*Required work*.
Nothing but the lines from the one with "pub const GLYPH_SIZE: u32 = 8;" down to the one with "Set bits are" should be returned, exactly and with both ends included, from the material below.

*Task input*.
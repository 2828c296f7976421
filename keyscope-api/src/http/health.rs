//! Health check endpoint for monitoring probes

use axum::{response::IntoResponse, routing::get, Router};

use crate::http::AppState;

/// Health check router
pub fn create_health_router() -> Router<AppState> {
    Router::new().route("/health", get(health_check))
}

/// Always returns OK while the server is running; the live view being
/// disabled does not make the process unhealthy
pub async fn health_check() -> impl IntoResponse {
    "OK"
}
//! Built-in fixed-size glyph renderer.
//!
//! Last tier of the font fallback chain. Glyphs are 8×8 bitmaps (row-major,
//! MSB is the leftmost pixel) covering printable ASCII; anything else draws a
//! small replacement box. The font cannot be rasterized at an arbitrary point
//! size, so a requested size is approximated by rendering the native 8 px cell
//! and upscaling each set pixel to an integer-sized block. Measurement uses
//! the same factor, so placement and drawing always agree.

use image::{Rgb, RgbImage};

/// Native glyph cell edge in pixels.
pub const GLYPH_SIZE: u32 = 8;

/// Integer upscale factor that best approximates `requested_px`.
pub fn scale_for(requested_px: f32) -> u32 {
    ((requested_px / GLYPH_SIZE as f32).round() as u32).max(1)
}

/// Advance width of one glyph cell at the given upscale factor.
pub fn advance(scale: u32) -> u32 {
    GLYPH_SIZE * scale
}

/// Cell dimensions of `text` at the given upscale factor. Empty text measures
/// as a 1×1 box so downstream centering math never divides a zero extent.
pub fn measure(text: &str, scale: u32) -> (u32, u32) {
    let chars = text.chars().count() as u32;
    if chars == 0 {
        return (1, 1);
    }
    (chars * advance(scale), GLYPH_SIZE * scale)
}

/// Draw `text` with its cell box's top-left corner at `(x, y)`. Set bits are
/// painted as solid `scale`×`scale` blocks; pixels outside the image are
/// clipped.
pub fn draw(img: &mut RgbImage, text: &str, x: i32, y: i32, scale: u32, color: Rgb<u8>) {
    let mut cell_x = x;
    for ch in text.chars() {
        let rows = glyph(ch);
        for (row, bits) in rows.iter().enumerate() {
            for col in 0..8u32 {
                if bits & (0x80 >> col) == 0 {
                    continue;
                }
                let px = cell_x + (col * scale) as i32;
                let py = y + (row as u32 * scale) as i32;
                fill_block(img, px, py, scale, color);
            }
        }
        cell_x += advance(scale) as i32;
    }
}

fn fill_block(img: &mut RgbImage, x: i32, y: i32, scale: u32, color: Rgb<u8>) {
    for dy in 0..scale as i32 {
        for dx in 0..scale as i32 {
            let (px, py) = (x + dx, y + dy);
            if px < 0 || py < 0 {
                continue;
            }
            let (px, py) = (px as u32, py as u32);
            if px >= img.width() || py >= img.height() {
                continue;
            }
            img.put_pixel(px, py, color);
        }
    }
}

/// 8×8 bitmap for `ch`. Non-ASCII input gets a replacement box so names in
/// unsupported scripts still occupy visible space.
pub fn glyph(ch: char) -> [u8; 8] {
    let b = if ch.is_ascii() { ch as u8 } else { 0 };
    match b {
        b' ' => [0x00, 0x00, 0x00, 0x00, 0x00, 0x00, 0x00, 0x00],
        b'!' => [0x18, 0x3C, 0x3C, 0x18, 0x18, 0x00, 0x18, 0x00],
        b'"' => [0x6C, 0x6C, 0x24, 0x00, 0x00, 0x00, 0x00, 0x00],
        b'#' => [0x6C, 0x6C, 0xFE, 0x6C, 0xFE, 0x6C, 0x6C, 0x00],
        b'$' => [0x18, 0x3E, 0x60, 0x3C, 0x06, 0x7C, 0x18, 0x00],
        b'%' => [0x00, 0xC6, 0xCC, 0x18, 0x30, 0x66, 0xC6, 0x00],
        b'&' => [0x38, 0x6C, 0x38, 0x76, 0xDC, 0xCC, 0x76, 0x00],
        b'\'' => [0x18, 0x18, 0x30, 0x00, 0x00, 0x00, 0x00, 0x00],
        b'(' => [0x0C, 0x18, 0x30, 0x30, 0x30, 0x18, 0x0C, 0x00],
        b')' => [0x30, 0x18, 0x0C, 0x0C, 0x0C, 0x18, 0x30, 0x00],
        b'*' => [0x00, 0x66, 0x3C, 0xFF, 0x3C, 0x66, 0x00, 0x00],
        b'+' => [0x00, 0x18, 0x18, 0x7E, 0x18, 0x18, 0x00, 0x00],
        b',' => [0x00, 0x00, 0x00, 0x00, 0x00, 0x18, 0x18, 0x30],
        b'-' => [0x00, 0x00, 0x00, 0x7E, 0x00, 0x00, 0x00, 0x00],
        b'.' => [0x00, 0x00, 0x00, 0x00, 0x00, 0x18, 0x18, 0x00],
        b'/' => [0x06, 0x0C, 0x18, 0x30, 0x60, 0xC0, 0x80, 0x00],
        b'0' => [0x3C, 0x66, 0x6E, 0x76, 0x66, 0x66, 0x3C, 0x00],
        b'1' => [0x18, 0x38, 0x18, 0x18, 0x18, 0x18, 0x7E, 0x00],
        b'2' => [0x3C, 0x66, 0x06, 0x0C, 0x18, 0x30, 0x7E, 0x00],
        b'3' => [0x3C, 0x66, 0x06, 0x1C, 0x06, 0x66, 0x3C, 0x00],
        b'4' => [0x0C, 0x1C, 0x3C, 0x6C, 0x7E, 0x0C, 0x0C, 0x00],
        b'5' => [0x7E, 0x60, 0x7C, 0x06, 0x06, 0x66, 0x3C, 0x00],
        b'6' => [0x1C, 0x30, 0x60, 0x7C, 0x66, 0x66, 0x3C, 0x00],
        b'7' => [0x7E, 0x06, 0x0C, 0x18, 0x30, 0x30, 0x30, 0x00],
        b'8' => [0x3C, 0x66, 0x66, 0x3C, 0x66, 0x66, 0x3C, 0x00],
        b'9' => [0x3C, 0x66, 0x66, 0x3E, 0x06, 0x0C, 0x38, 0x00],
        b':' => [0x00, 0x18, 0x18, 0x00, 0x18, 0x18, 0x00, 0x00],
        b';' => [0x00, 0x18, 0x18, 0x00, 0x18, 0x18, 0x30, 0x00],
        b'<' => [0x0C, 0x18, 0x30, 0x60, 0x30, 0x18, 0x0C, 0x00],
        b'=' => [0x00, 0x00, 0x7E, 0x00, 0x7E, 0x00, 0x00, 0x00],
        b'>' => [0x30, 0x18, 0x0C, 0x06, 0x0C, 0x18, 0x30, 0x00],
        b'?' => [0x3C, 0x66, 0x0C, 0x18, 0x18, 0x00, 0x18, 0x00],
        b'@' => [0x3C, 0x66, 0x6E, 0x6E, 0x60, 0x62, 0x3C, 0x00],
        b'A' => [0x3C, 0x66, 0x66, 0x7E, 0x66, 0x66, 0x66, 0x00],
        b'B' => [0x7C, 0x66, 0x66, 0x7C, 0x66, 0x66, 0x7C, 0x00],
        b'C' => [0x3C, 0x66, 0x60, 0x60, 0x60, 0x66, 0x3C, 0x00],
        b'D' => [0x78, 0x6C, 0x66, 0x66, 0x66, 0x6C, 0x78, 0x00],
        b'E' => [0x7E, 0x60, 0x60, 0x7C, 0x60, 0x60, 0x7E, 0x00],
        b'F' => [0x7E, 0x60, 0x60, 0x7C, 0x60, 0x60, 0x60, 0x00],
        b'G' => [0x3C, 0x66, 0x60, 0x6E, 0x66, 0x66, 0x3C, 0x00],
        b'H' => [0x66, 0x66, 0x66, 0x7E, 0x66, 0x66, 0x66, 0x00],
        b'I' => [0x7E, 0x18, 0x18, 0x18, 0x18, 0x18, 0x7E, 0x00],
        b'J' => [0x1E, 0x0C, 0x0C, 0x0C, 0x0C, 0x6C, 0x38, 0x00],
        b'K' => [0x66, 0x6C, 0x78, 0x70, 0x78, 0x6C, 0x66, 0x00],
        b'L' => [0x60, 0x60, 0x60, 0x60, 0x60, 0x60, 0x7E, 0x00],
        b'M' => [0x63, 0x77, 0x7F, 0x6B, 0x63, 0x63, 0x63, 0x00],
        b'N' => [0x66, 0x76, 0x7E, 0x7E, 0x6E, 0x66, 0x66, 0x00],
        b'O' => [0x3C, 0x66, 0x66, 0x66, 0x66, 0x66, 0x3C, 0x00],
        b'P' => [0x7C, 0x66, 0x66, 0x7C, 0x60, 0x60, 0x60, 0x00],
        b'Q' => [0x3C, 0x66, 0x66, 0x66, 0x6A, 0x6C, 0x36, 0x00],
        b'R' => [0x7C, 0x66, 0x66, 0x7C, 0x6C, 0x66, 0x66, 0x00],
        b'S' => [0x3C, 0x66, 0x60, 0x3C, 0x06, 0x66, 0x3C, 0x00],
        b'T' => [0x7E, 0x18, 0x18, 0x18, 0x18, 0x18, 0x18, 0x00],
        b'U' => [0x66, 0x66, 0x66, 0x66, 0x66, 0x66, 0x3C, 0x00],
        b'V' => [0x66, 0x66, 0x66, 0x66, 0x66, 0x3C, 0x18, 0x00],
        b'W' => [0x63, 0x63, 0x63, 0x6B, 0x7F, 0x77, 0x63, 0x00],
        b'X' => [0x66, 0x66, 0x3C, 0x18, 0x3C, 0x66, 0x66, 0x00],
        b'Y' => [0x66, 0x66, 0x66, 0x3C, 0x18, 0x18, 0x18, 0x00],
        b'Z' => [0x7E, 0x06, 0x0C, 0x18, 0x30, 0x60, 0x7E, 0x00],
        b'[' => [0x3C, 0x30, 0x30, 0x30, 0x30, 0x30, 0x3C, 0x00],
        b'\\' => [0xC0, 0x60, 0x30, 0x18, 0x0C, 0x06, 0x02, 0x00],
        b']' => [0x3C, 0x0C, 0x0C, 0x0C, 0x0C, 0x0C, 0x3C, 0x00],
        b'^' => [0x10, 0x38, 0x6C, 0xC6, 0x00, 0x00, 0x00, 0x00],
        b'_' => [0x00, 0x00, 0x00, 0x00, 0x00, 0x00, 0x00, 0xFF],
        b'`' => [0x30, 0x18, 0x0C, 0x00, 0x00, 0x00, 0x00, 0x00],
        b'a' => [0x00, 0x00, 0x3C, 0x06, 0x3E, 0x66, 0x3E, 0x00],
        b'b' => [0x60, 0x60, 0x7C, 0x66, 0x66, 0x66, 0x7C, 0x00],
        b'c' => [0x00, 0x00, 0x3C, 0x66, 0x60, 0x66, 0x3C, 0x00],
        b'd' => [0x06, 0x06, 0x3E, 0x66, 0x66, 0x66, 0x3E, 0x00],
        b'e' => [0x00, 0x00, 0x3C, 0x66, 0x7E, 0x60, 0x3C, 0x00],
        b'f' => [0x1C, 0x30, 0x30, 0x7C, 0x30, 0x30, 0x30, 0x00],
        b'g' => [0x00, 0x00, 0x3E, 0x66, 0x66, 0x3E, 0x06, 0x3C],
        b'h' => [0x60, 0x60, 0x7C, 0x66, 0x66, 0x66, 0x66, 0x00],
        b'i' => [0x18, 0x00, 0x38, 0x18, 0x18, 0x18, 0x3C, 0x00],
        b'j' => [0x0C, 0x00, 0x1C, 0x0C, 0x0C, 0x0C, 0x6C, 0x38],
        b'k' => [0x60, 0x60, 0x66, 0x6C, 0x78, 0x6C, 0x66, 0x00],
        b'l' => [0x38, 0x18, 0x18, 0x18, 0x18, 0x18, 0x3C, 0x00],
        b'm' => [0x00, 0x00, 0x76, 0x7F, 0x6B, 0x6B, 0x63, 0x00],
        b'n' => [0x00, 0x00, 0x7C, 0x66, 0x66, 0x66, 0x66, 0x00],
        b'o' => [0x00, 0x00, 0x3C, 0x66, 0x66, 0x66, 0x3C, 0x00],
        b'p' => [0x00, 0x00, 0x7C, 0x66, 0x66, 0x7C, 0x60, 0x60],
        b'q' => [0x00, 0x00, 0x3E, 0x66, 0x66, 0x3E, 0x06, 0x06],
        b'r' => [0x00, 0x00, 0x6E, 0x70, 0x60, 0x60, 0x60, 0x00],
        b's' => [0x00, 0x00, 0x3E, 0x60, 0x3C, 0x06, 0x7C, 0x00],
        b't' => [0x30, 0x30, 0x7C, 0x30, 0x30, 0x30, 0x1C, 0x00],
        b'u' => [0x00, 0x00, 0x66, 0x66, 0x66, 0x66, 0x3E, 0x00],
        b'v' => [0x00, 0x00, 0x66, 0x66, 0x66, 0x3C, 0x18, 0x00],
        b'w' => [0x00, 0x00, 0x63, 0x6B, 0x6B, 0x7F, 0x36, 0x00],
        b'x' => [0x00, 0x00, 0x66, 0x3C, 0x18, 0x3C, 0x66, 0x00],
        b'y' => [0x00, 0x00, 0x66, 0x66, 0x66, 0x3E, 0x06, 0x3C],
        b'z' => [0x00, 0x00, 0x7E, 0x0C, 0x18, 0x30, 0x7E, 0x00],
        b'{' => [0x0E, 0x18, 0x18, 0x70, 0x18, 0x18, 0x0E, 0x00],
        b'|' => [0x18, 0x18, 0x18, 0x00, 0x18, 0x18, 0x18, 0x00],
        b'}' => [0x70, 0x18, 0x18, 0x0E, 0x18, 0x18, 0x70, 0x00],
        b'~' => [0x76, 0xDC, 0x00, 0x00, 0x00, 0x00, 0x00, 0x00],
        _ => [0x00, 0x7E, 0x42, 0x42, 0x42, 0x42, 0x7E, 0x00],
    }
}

*Answer box*.
pub const GLYPH_SIZE: u32 = 8;

/// Integer upscale factor that best approximates `requested_px`.
pub fn scale_for(requested_px: f32) -> u32 {
    ((requested_px / GLYPH_SIZE as f32).round() as u32).max(1)
}

/// Advance width of one glyph cell at the given upscale factor.
pub fn advance(scale: u32) -> u32 {
    GLYPH_SIZE * scale
}

/// Cell dimensions of `text` at the given upscale factor. Empty text measures
/// as a 1×1 box so downstream centering math never divides a zero extent.
pub fn measure(text: &str, scale: u32) -> (u32, u32) {
    let chars = text.chars().count() as u32;
    if chars == 0 {
        return (1, 1);
    }
    (chars * advance(scale), GLYPH_SIZE * scale)
}

/// Draw `text` with its cell box's top-left corner at `(x, y)`. Set bits are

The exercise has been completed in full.